WORK TASK
In the listing below, report how many lines include the string "FloatVec", giving only that number.

══ SUPPLIED MATERIAL ══

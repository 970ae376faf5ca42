//! Dynamic value cells carried across graph edges.
//!
//! Every slot holds a [`Value`]: a tagged variant over the payload types
//! the engine knows about. Writes are checked at runtime against the
//! [`ValueKind`] a slot declares.

use serde::{Deserialize, Serialize};
use std::fmt;

/// Type tag of a [`Value`].
#[derive(Debug, Clone, Copy, PartialEq, Eq, Hash, Serialize, Deserialize)]
pub enum ValueKind {
    /// The empty cell.
    Null,
    /// A boolean.
    Bool,
    /// A signed integer.
    Int,
    /// A double-precision float.
    Float,
    /// A UTF-8 string.
    Text,
    /// A contiguous array of floats.
    FloatVec,
}

impl fmt::Display for ValueKind {
    fn fmt(&self, f: &mut fmt::Formatter<'_>) -> fmt::Result {
        let name = match self {
            Self::Null => "null",
            Self::Bool => "bool",
            Self::Int => "int",
            Self::Float => "float",
            Self::Text => "text",
            Self::FloatVec => "float_vec",
        };
        f.write_str(name)
    }
}

/// Dynamically-typed value held by a slot.
///
/// `Null` is the empty cell: the state of an input before anything has
/// been written to it, and again after the engine has released it.
#[derive(Debug, Clone, PartialEq, Serialize, Deserialize)]
pub enum Value {
    /// The empty cell.
    Null,
    /// A boolean.
    Bool(bool),
    /// A signed integer.
    Int(i64),
    /// A double-precision float.
    Float(f64),
    /// A UTF-8 string.
    Text(String),
    /// A contiguous array of floats.
    FloatVec(Vec<f64>),
}

impl Value {
    /// The type tag of this value.
    #[must_use]
    pub fn kind(&self) -> ValueKind {
        match self {
            Self::Null => ValueKind::Null,
            Self::Bool(_) => ValueKind::Bool,
            Self::Int(_) => ValueKind::Int,
            Self::Float(_) => ValueKind::Float,
            Self::Text(_) => ValueKind::Text,
            Self::FloatVec(_) => ValueKind::FloatVec,
        }
    }

    /// Check if the cell is empty.
    #[must_use]
    pub fn is_null(&self) -> bool {
        matches!(self, Self::Null)
    }

    /// Convert to bool if possible.
    #[must_use]
    pub fn as_bool(&self) -> Option<bool> {
        match self {
            Self::Bool(b) => Some(*b),
            _ => None,
        }
    }

    /// Convert to i64 if possible.
    #[must_use]
    pub fn as_int(&self) -> Option<i64> {
        match self {
            Self::Int(v) => Some(*v),
            _ => None,
        }
    }

    /// Convert to f64 if possible. Integers widen.
    #[must_use]
    pub fn as_float(&self) -> Option<f64> {
        match self {
            Self::Float(v) => Some(*v),
            Self::Int(v) => Some(*v as f64),
            _ => None,
        }
    }

    /// Borrow the string payload if this is a text value.
    #[must_use]
    pub fn as_text(&self) -> Option<&str> {
        match self {
            Self::Text(s) => Some(s),
            _ => None,
        }
    }

    /// Borrow the float array payload if this is a float vector.
    #[must_use]
    pub fn as_floats(&self) -> Option<&[f64]> {
        match self {
            Self::FloatVec(v) => Some(v),
            _ => None,
        }
    }

    /// Take the float array payload if this is a float vector.
    #[must_use]
    pub fn into_floats(self) -> Option<Vec<f64>> {
        match self {
            Self::FloatVec(v) => Some(v),
            _ => None,
        }
    }
}

impl Default for Value {
    fn default() -> Self {
        Self::Null
    }
}

impl From<bool> for Value {
    fn from(v: bool) -> Self {
        Self::Bool(v)
    }
}

impl From<i64> for Value {
    fn from(v: i64) -> Self {
        Self::Int(v)
    }
}

impl From<i32> for Value {
    fn from(v: i32) -> Self {
        Self::Int(i64::from(v))
    }
}

impl From<f64> for Value {
    fn from(v: f64) -> Self {
        Self::Float(v)
    }
}

impl From<&str> for Value {
    fn from(s: &str) -> Self {
        Self::Text(s.to_string())
    }
}

impl From<String> for Value {
    fn from(s: String) -> Self {
        Self::Text(s)
    }
}

impl From<Vec<f64>> for Value {
    fn from(v: Vec<f64>) -> Self {
        Self::FloatVec(v)
    }
}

═══

TASK SOLUTION
7